Hoo-boy, did THIS column ever cause me some stress. First of all, the paper got this letter, from one of my fellow Mormons (though a rather old and crusty one):

To the editor:

I am registering a complaint by letter concerning your 'Eric D. Snider' reporter. [She actually put my name in quotation marks!] He has consistently irritated my sense of fair play by his 'childish' comments, even when he was in high school. I felt he wrote from the standpoint of a 2-year-old [true, except in terms of vocabulary, subject matter, and sentence structure], and on more than one occasion has upset me by his statements. But his column on BYU was my 'straw that broke the camel's back.'

I dearly love BYU, the professors who teach there, and feel if he can't enjoy it there, he should return home.

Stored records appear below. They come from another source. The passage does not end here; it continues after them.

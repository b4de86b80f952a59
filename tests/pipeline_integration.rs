//! End-to-end pipeline tests
//!
//! Probe a captured capability report, assemble, hash and persist through
//! the file-backed transports, then read everything back.

mod common;

use common::TestUtils;
use ezfingerprint_lib::persist::{Persistence, StoreOptions};
use ezfingerprint_lib::storage::Transport;
use ezfingerprint_lib::{
  hash_fingerprint, Fingerprint, FingerprintError, FingerprintOptions, ProbeGroup,
};
use serde_json::json;
use tempfile::TempDir;
use wiremock::matchers::{method, path};
use wiremock::{Mock, MockServer, ResponseTemplate};

#[tokio::test]
async fn test_snapshot_assembly_fills_every_facet() {
  let fingerprint = TestUtils::snapshot_fingerprinter()
    .assemble(&FingerprintOptions::default())
    .await
    .unwrap();

  assert_eq!(fingerprint.hardware.video_card.vendor, "WebKit");
  assert_eq!(fingerprint.hardware.device_memory, 8.0);
  assert_eq!(fingerprint.hardware.media_devices.len(), 2);
  assert_eq!(fingerprint.software.time_zone, "Europe/Amsterdam");
  assert_eq!(fingerprint.software.video_codecs.get("vp9"), Some(&true));
  // Absent from the report, so the probe failed and recorded false.
  assert_eq!(fingerprint.software.video_codecs.get("theora"), Some(&false));
  assert_eq!(fingerprint.software.audio_codecs.get("mpeg"), Some(&true));

  let value = serde_json::to_value(&fingerprint).unwrap();
  assert!(value.get("network").is_none());
  assert!(value.get("ip").is_none());
}

#[tokio::test]
async fn test_hash_is_stable_across_assemblies() {
  let fingerprinter = TestUtils::snapshot_fingerprinter();
  let first = fingerprinter.hash(None).await.unwrap();
  let second = fingerprinter.hash(None).await.unwrap();
  assert_eq!(first, second);
  assert_eq!(first.len(), 64);

  let skipped = fingerprinter
    .assemble(&FingerprintOptions::new().skip(ProbeGroup::Fonts))
    .await
    .unwrap();
  assert!(skipped.software.fonts.is_empty());
  assert_ne!(hash_fingerprint(&skipped).unwrap(), first);
}

#[tokio::test]
async fn test_store_and_read_back_through_every_transport() {
  let tmp = TempDir::new().unwrap();
  let persistence = Persistence::new(
    TestUtils::snapshot_fingerprinter(),
    TestUtils::isolated_registry(&tmp),
  );
  let digest = persistence.fingerprinter().hash(None).await.unwrap();

  for transport in ["cookie", "local", "database", "localStorage", "indexedDB"] {
    let record = persistence
      .store(StoreOptions::new().name(transport).transport(transport))
      .await
      .unwrap();
    assert_eq!(record.payload, digest);

    let stored = persistence
      .transports()
      .resolve(&transport.into())
      .load(transport)
      .await
      .unwrap();
    assert_eq!(stored.as_deref(), Some(digest.as_str()), "{transport}");
  }

  assert!(tmp.path().join("cookies.json").exists());
  assert!(tmp.path().join("local_storage.json").exists());
  assert!(tmp.path().join("EZFingerprint.sqlite").exists());
}

#[tokio::test]
async fn test_raw_record_round_trips_through_database() {
  let tmp = TempDir::new().unwrap();
  let persistence = Persistence::new(
    TestUtils::snapshot_fingerprinter(),
    TestUtils::isolated_registry(&tmp),
  );

  let record = persistence
    .store_raw(StoreOptions::new().transport("database"))
    .await
    .unwrap();

  // A fresh registry over the same files sees the record.
  let stored = TestUtils::isolated_registry(&tmp)
    .resolve(&"database".into())
    .load("default")
    .await
    .unwrap()
    .unwrap();
  assert_eq!(stored, record.payload);

  let fingerprint: Fingerprint = serde_json::from_str(&stored).unwrap();
  let assembled = persistence
    .fingerprinter()
    .assemble(&FingerprintOptions::default())
    .await
    .unwrap();
  assert_eq!(fingerprint, assembled);
}

#[tokio::test]
async fn test_unknown_transport_lands_in_cookie_jar() {
  let tmp = TempDir::new().unwrap();
  let registry = TestUtils::isolated_registry(&tmp);
  let persistence = Persistence::new(TestUtils::snapshot_fingerprinter(), registry.clone());

  persistence
    .store(StoreOptions::new().hash("feedface").transport("sessionStorage"))
    .await
    .unwrap();

  let cookie = registry.resolve(&"cookie".into());
  assert_eq!(
    cookie.load("default").await.unwrap().as_deref(),
    Some("feedface")
  );
  let jar = std::fs::read_to_string(tmp.path().join("cookies.json")).unwrap();
  assert!(jar.contains("EZFingerprint-default"));
}

#[tokio::test]
async fn test_network_merge_end_to_end() {
  let server = MockServer::start().await;
  Mock::given(method("GET"))
    .and(path("/whoami"))
    .respond_with(ResponseTemplate::new(200).set_body_json(json!({
      "ip": "203.0.113.50",
      "asn": "AS64500",
      "proxy": false
    })))
    .mount(&server)
    .await;

  let fingerprint = TestUtils::snapshot_fingerprinter()
    .assemble(
      &FingerprintOptions::new()
        .with_network_url(format!("{}/whoami", server.uri()))
        .with_include_ip(true),
    )
    .await
    .unwrap();

  assert_eq!(fingerprint.ip.as_deref(), Some("203.0.113.50"));
  assert_eq!(
    fingerprint.network,
    Some(json!({"asn": "AS64500", "proxy": false}))
  );
}

#[tokio::test]
async fn test_malformed_network_body_fails_assembly() {
  let server = MockServer::start().await;
  Mock::given(method("GET"))
    .respond_with(ResponseTemplate::new(200).set_body_string("not json"))
    .mount(&server)
    .await;

  let result = TestUtils::snapshot_fingerprinter()
    .assemble(&FingerprintOptions::new().with_network_url(server.uri()))
    .await;
  assert!(matches!(result, Err(FingerprintError::NetworkBody { .. })));
}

He's sarcastic and irritating in what he says!

Our world doesn't need his kind of 'humor.' Thanks for letting me complain.

Clema Bingham
Lake Elsinore


Good old Clema. I would not be at all surprised to learn that she is a native of Provo, Utah. Why? Because she bears a characteristic of MANY residents in Provo: She said my column irritated her many times, and yet she continued to read it every week! Many people in Provo, I was soon to find out, would read the paper almost HOPING to be offended so they'd have something good to complain and get self-righteous about. I'm just surprised it took 83 columns before Clema found something bad enough to finally make her write. People who read my column in the Provo Daily Herald often only had to read it once or twice before they wrote and started condemning me to hell-fire.

But there was more to this column than Clema's letter. You see, not only did she write the letter, AND call my parents (who were bemused, as usual), but she also sent a copy of the column to the Dr. Brad Hainsworth mentioned within it. Dr. Brad Hainsworth then read part of the column to the class WHILE I WAS IN CLASS! I was so grateful he didn't say my name with it. He didn't seem to mind it, but the students, who all loved him, were outraged on his behalf. (That's another Provo thing: People targeted by humor brush it off, but everyone else gets offended FOR them. It's called Getting Offended by Proxy, and I wrote about it a few times later on, in Provo.)

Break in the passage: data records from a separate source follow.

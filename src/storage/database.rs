//! Structured database transport on SQLite.
//!
//! The database and its single `fingerprint` table are created on first
//! use. Records are keyed by the bare name, without the namespace prefix.

use async_trait::async_trait;
use rusqlite::{params, Connection, OptionalExtension};
use std::path::PathBuf;
use std::sync::{Arc, Mutex};
use tokio::sync::OnceCell;

use super::{StorageError, Transport, DATABASE_TRANSPORT};

pub const DATABASE_FILE: &str = "EZFingerprint.sqlite";
pub const OBJECT_STORE: &str = "fingerprint";

#[derive(Debug, Clone, PartialEq, Eq)]
pub enum DatabaseLocation {
  File(PathBuf),
  Memory,
}

pub struct DatabaseTransport {
  location: DatabaseLocation,
  connection: OnceCell<Arc<Mutex<Connection>>>,
}

impl DatabaseTransport {
  pub fn new(location: DatabaseLocation) -> Self {
    Self {
      location,
      connection: OnceCell::new(),
    }
  }

  async fn connection(&self) -> Result<Arc<Mutex<Connection>>, StorageError> {
    self
      .connection
      .get_or_try_init(|| async {
        let location = self.location.clone();
        let conn = tokio::task::spawn_blocking(move || open_database(&location)).await??;
        Ok::<_, StorageError>(Arc::new(Mutex::new(conn)))
      })
      .await
      .cloned()
  }

  /// Number of stored records.
  pub async fn count(&self) -> Result<usize, StorageError> {
    let conn = self.connection().await?;
    tokio::task::spawn_blocking(move || -> Result<usize, StorageError> {
      let conn = conn.lock().map_err(|_| StorageError::LockPoisoned)?;
      let count: i64 = conn.query_row(
        &format!("SELECT COUNT(*) FROM {OBJECT_STORE}"),
        [],
        |row| row.get(0),
      )?;
      Ok(count as usize)
    })
    .await?
  }
}

fn open_database(location: &DatabaseLocation) -> Result<Connection, StorageError> {
  let conn = match location {
    DatabaseLocation::File(path) => {
      if let Some(parent) = path.parent() {
        std::fs::create_dir_all(parent)?;
      }
      log::debug!("Opening fingerprint database at {}", path.display());
      Connection::open(path)?
    }
    DatabaseLocation::Memory => Connection::open_in_memory()?,
  };

  conn.execute(
    &format!(
      "CREATE TABLE IF NOT EXISTS {OBJECT_STORE} (
        name TEXT PRIMARY KEY NOT NULL,
        payload TEXT NOT NULL
      )"
    ),
    [],
  )?;

  Ok(conn)
}

#[async_trait]
impl Transport for DatabaseTransport {
  fn label(&self) -> &str {
    DATABASE_TRANSPORT
  }

  async fn store(&self, name: &str, payload: &str) -> Result<(), StorageError> {
    let conn = self.connection().await?;
    let name = name.to_string();
    let payload = payload.to_string();

    tokio::task::spawn_blocking(move || -> Result<(), StorageError> {
      let conn = conn.lock().map_err(|_| StorageError::LockPoisoned)?;
      conn.execute(
        &format!(
          "INSERT INTO {OBJECT_STORE} (name, payload) VALUES (?1, ?2)
           ON CONFLICT(name) DO UPDATE SET payload = excluded.payload"
        ),
        params![name, payload],
      )?;
      log::info!("Stored {name} in {OBJECT_STORE} store");
      Ok(())
    })
    .await?
  }

  async fn load(&self, name: &str) -> Result<Option<String>, StorageError> {
    let conn = self.connection().await?;
    let name = name.to_string();

    tokio::task::spawn_blocking(move || -> Result<Option<String>, StorageError> {
      let conn = conn.lock().map_err(|_| StorageError::LockPoisoned)?;
      let payload = conn
        .query_row(
          &format!("SELECT payload FROM {OBJECT_STORE} WHERE name = ?1"),
          params![name],
          |row| row.get(0),
        )
        .optional()?;
      Ok(payload)
    })
    .await?
  }
}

I soon learned something that made it worse. The column had been severely edited when it was published, and shortened by about three inches. In particular, the part about Hainsworth was cut off after "the class is absurd." So it looked like I was saying the class was absurd and then giving no examples to back that statement up! I looked terribly immature and stupid, and my editor heard it from me, believe me.

Hainsworth didn't care, as I said, but I did get a C in the class. I probably deserved it, but the issue is that since it was a core class for my major, I had to get a B- or better in order for it to count. So I had to take it again after my mission. And guess who my teacher was. Dr. Brad Hainsworth. He didn't remember me, and I got a B+. Life continued.

Oh, and this was the first time I ever mentioned specifically in the column that I was a member of The Church of Jesus Christ of Latter-day Saints. Some people may have been surprised, because Mormons aren't usually very funny. (Trust me on this one.)